Chronic Thromboembolic Pulmonary Hypertension Disease Progression Mechanisms Uncovered
New research is shedding light on the progression of CTEPH. A novel study on chronic thromboembolic pulmonary hypertension (CTEPH), entitled “Comprehensive analysis of inflammatory markers in chronic thromboembolic pulmonary hypertension patients” published in the European Respiratory Journal by Dr. Diana Zabini, part of Dr. Andrea Olschewski ’s research group from Ludwig Boltzmann Institute for Lung Vascular Research and Division of Pulmonology, Medical University of Graz, Graz, Austria, shows that IP-10 secretion is associated with poor pulmonary haemodynamics and physical capacity in CTEPH, patients and may be involved in the pathogenesis of pulmonary endarterectomy (PEA) tissue formation.
Chronic thromboembolic pulmonary hypertension (CTEPH) is a disease associated with high morbidity and mortality, and is caused by thromboembolic obstruction of the major pulmonary arteries due to unresolved pulmonary embolism, leading to pulmonary hypertension and, ultimately, to right heart failure. The pathological processes leading to the persistence and progression of the obstructing fibrothrombotic material in CTEPH is not fully understood. Although, it seems that inflammation and also infection may play an important role in the progression of the disease.

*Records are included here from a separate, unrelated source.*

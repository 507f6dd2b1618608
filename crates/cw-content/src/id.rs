//! Identifier generation for keyed list elements.

use uuid::Uuid;

/// Generate a fresh identifier with a readable kind prefix.
///
/// All keyed elements draw from the same UUID source, so ids are unique
/// across the whole document, not just within one sibling list.
///
/// ```
/// let id = cw_content::new_id("nav");
/// assert!(id.starts_with("nav-"));
/// ```
#[must_use]
pub fn new_id(prefix: &str) -> String {
    format!("{prefix}-{}", Uuid::new_v4().simple())
}

#[cfg(test)]
mod tests {
    use std::collections::HashSet;

    use super::*;

    #[test]
    fn test_new_id_prefix() {
        let id = new_id("child");

        assert!(id.starts_with("child-"));
        assert_eq!(id.len(), "child-".len() + 32);
    }

    #[test]
    fn test_new_id_never_repeats() {
        let ids: HashSet<String> = (0..1000).map(|_| new_id("nav")).collect();

        assert_eq!(ids.len(), 1000);
    }
}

Dr. Zabini and colleagues had previously shown that the chemokine CXCL10, also known as interferon-γ-induced protein-10 (IP-10) causes endothelial dysfunction in primary endothelial cells from human pulmonary arteries. Therefore, they hypothesized that cytokines such as IP-10, are involved in the inflammatory and cell migration processes that lead to the obstructive remodeling of pulmonary arteries in CTEPH. For this, the researchers assessed a broad range of inflammatory factors (interleukin (IL)-8, IL-6, MCP-1, monokine induced by interferon-γ (MIG), RANTES, CX3CL1, macrophage inflammatory protein (MIP)1α and CXCL12 as well as IP-10 in pulmonary endarterectomy (PEA) tissue, PEA supernatant, in the serum of newly diagnosed CTEPH and in idiopathic pulmonary arterial hypertension (IPAH) patients. Notably, this study is unique since the profile of a wide range of inflammatory cytokines and chemokines was performed in all type of patient’s samples, including PEA surgical material, its supernatant and in samples from an independent cohort of patients with CTEPH, and compared with samples from IPAH patients and control subjects.

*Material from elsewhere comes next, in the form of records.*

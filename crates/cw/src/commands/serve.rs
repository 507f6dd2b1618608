//! `cw serve` command implementation.

use std::path::PathBuf;

use clap::Args;
use cw_config::{CliSettings, Config};
use cw_server::{run_server, server_config_from_cw_config};

use crate::error::CliError;
use crate::output::Output;

/// Arguments for the serve command.
#[derive(Args)]
pub(crate) struct ServeArgs {
    /// Path to configuration file (default: auto-discover cw.toml).
    #[arg(short, long)]
    config: Option<PathBuf>,

    /// Host to bind to (overrides config).
    #[arg(long)]
    host: Option<String>,

    /// Port to bind to (overrides config).
    #[arg(short, long)]
    port: Option<u16>,

    /// Directory holding persisted content (overrides config).
    #[arg(long, env = "CW_STORAGE_DIR")]
    storage_dir: Option<PathBuf>,

    /// College name supplied by the hosting site (overrides config).
    #[arg(long)]
    college_name: Option<String>,

    /// Enable verbose output (request and storage logs).
    #[arg(short, long)]
    pub verbose: bool,
}

impl ServeArgs {
    /// Execute the serve command.
    ///
    /// # Errors
    ///
    /// Returns an error if configuration fails or the server fails to start.
    pub(crate) async fn execute(self) -> Result<(), CliError> {
        let output = Output::new();

        let cli_settings = CliSettings {
            host: self.host,
            port: self.port,
            storage_dir: self.storage_dir,
            college_name: self.college_name,
        };
        let config = Config::load(self.config.as_deref(), Some(&cli_settings))?;

        std::fs::create_dir_all(&config.storage_resolved.dir).map_err(|e| {
            CliError::Server(format!("Failed to create storage directory: {e}"))
        })?;

        if config.config_path.is_none() {
            output.warning("No cw.toml found, using default configuration");
        }
        output.info(&format!(
            "Starting server on {}:{}",
            config.server.host, config.server.port
        ));
        output.info(&format!(
            "Storage: {} (key {})",
            config.storage_resolved.dir.display(),
            config.storage_resolved.key
        ));
        if let Some(name) = &config.site.college_name {
            output.info(&format!("College name: {name}"));
        }

        let server_config = server_config_from_cw_config(&config);
        run_server(server_config)
            .await
            .map_err(|e| CliError::Server(e.to_string()))?;

        Ok(())
    }
}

The main conclusion of this study was that IP-10 is elevated at the mRNA and protein expression level on the PEA tissue and in the serum of CTEPH patients. This increased expression is relevant and consistent with the fact that IP-10 levels in circulation are correlated with poor haemodynamic and physical parameters. Moreover, since IP-10 is a chemokine, and it may facilitate fibroblast migration, which might contribute to the progression of the disease.
Finally, the authors highlight that the major strength of their study is the comprehensive correlation analysis of cytokines in circulation with haemodynamics, gas exchange, and physical parameters of CTEPH patients. As a result, further studies are needed to define the temporal changes of IP-10 during disease progression and that treatment for CTEPH is a priority.